Bobby Jindal
Governor of Louisiana Bobby Jindal said he is running for President REUTERS/Chris Keane

Louisiana governor Bobby Jindal has taken to Twitter to announce he is running for US president, becoming the 13th Republican to join a crowded primary race.

"My name is Bobby Jindal, and I am running for President of the United States of America," started an announcement on his website.

The 44-year-old with a multifaceted background is an unlikely primary winner as he is currently languishing at the bottom of many opinion polls, trailing far behind leading contenders Marco Rubio and Jeb Bush.

But his story of immigration, conversion and success might prove popular with different sections of the Republican electorate.

He was born Piyush Jindal to Indian parents who had arrived in Baton Rouge, Louisiana, from their home country in 1971.

He reportedly changed his name to Bobby at the age of four, after a character from television show The Brady Bunch.

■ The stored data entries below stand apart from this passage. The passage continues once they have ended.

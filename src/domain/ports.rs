use crate::domain::model::{ArchiveSummary, UploadReceipt, UploadTarget};
use crate::utils::error::Result;
use async_trait::async_trait;
use std::path::{Path, PathBuf};

pub trait Storage: Send + Sync {
    /// Uploads the file at `path` to `target`, replacing any existing object.
    fn put_file(
        &self,
        target: &UploadTarget,
        path: &Path,
    ) -> impl std::future::Future<Output = Result<UploadReceipt>> + Send;
}

pub trait ConfigProvider: Send + Sync {
    fn repo_url(&self) -> &str;
    fn branch(&self) -> &str;
    fn dir_path(&self) -> &str;
    fn target(&self) -> &UploadTarget;
}

/// The three stages of a transfer. Every path handed in lives inside the
/// engine's working directory.
#[async_trait]
pub trait Pipeline: Send + Sync {
    /// Checks out the configured directory and returns its local path.
    async fn fetch(&self, workdir: &Path) -> Result<PathBuf>;
    async fn archive(&self, source: &Path, workdir: &Path) -> Result<ArchiveSummary>;
    async fn upload(&self, archive: &ArchiveSummary) -> Result<UploadReceipt>;
}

According to the Washington Post, he decided to abandon his family religion, Hinduism, converting to Christianity at high school, after he was persuaded by a schoolmate and started reading the Bible hiding in a closet while his parents watched TV. He now describes himself as an "evangelical Catholic".

A bright student, after graduating in biology and public policy from Brown University, Jindal chose joining Oxford University as a Rhodes Scholar to continue his studies in the UK, despite offers from both Yale and Harvard.

Back in Louisiana, aged 24, he started off a career in public service applying what the learned during his health policy studies in Oxford working as secretary of the Louisiana Department of Health and Hospitals.

After two years he moved to Washington DC, to join, as executive director at the National Bipartisan Commission on the Future of Medicare.

One year later, he become the youngest ever president of the University of Louisiana System, just another step in a fast-ascending career that in 2001 landed him his first government job: assistant secretary of the US Department of Health and Human Services under the presidency of George W Bush.

In 2003, he was elected to the House of Representatives and in 2007, after a first failed attempt to governor of Louisiana, an office he has held ever since.

Despite his scientific studies, Jindal has an ambiguous stance on evolutionism. He has not clearly expressed his belief on the matter but, as a governor he signed a much criticised act, the Louisiana Science Education Act, allowing teachers to divert from the curriculum.

Critics, including 78 Nobel laureates who signed a petition to repeal it, say the bill opens the door to teach pupils creationism and other pseudoscientific theorises, The Guardian reported.

"I will tell you, as a father, I want my kids to be taught about evolution in their schools, but secondly, I think local school districts should make the decision," he told the Christian Science Monitor.

Jindal also voiced support for tighter abortion regulations in Louisiana.